* **What is expected**
Please state how many lines of the material contain "tokenize", giving nothing but the number.

* **Exercise materials**
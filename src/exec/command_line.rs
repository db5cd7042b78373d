// src/exec/command_line.rs

//! Program + argument description of a process to launch.

use std::fmt;
use std::sync::LazyLock;

use regex::{Captures, Regex};

use crate::errors::{ProcrunError, Result};
use crate::resolve::{Context, ExprResolver, Resolution};

static PLACEHOLDER: LazyLock<Regex> =
    LazyLock::new(|| Regex::new(r"\$\{([^}]*)\}").expect("placeholder pattern is valid"));

/// An immutable-at-call-time command line.
#[derive(Debug, Clone, PartialEq, Eq)]
pub struct CommandLine {
    program: String,
    args: Vec<String>,
}

impl CommandLine {
    pub fn new(program: impl Into<String>) -> Self {
        Self {
            program: program.into(),
            args: Vec::new(),
        }
    }

    pub fn arg(mut self, arg: impl Into<String>) -> Self {
        self.args.push(arg.into());
        self
    }

    pub fn args<I, S>(mut self, args: I) -> Self
    where
        I: IntoIterator<Item = S>,
        S: Into<String>,
    {
        self.args.extend(args.into_iter().map(Into::into));
        self
    }

    /// Split a command string on whitespace, honouring single and double
    /// quotes. Quotes are removed; there is no escape syntax.
    pub fn parse(line: &str) -> Result<Self> {
        let mut tokens = tokenize(line)?.into_iter();
        let program = tokens.next().ok_or_else(|| {
            ProcrunError::ConfigError("command line must not be empty".to_string())
        })?;
        Ok(Self {
            program,
            args: tokens.collect(),
        })
    }

    pub fn program(&self) -> &str {
        &self.program
    }

    pub fn arguments(&self) -> &[String] {
        &self.args
    }

    /// Replace every `${expr}` in the program and arguments with the value the
    /// resolver produces for `expr`.
    ///
    /// An absent result substitutes the empty string. A declined expression is
    /// an error, since leaving the placeholder in place would silently run
    /// the wrong command.
    pub fn expand(&self, resolver: &dyn ExprResolver, ctx: &dyn Context) -> Result<Self> {
        Ok(Self {
            program: expand_str(&self.program, resolver, ctx)?,
            args: self
                .args
                .iter()
                .map(|a| expand_str(a, resolver, ctx))
                .collect::<Result<Vec<_>>>()?,
        })
    }
}

fn expand_str(s: &str, resolver: &dyn ExprResolver, ctx: &dyn Context) -> Result<String> {
    let mut err = None;

    let out = PLACEHOLDER.replace_all(s, |caps: &Captures<'_>| {
        if err.is_some() {
            return String::new();
        }
        match resolver.evaluate(ctx, &caps[1]) {
            Ok(Resolution::Resolved(v)) => v.to_string(),
            Ok(Resolution::Absent) => String::new(),
            Ok(Resolution::Declined) => {
                err = Some(ProcrunError::Expression(format!(
                    "no resolver handled placeholder '{}'",
                    &caps[0]
                )));
                String::new()
            }
            Err(e) => {
                err = Some(e);
                String::new()
            }
        }
    });

    match err {
        Some(e) => Err(e),
        None => Ok(out.into_owned()),
    }
}

fn tokenize(line: &str) -> Result<Vec<String>> {
    let mut tokens = Vec::new();
    let mut current = String::new();
    let mut in_token = false;
    let mut quote: Option<char> = None;

    for c in line.chars() {
        match quote {
            Some(q) if c == q => quote = None,
            Some(_) => current.push(c),
            None if c == '"' || c == '\'' => {
                quote = Some(c);
                in_token = true;
            }
            None if c.is_whitespace() => {
                if in_token {
                    tokens.push(std::mem::take(&mut current));
                    in_token = false;
                }
            }
            None => {
                current.push(c);
                in_token = true;
            }
        }
    }

    if let Some(q) = quote {
        return Err(ProcrunError::ConfigError(format!(
            "unbalanced quote {q} in command line: {line}"
        )));
    }
    if in_token {
        tokens.push(current);
    }
    Ok(tokens)
}

fn quote_arg(arg: &str) -> String {
    if arg.is_empty() {
        return "\"\"".to_string();
    }
    if !arg.chars().any(char::is_whitespace) {
        return arg.to_string();
    }
    if arg.contains('"') {
        format!("'{arg}'")
    } else {
        format!("\"{arg}\"")
    }
}

impl fmt::Display for CommandLine {
    fn fmt(&self, f: &mut fmt::Formatter<'_>) -> fmt::Result {
        f.write_str(&quote_arg(&self.program))?;
        for a in &self.args {
            write!(f, " {}", quote_arg(a))?;
        }
        Ok(())
    }
}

* **Response area**
2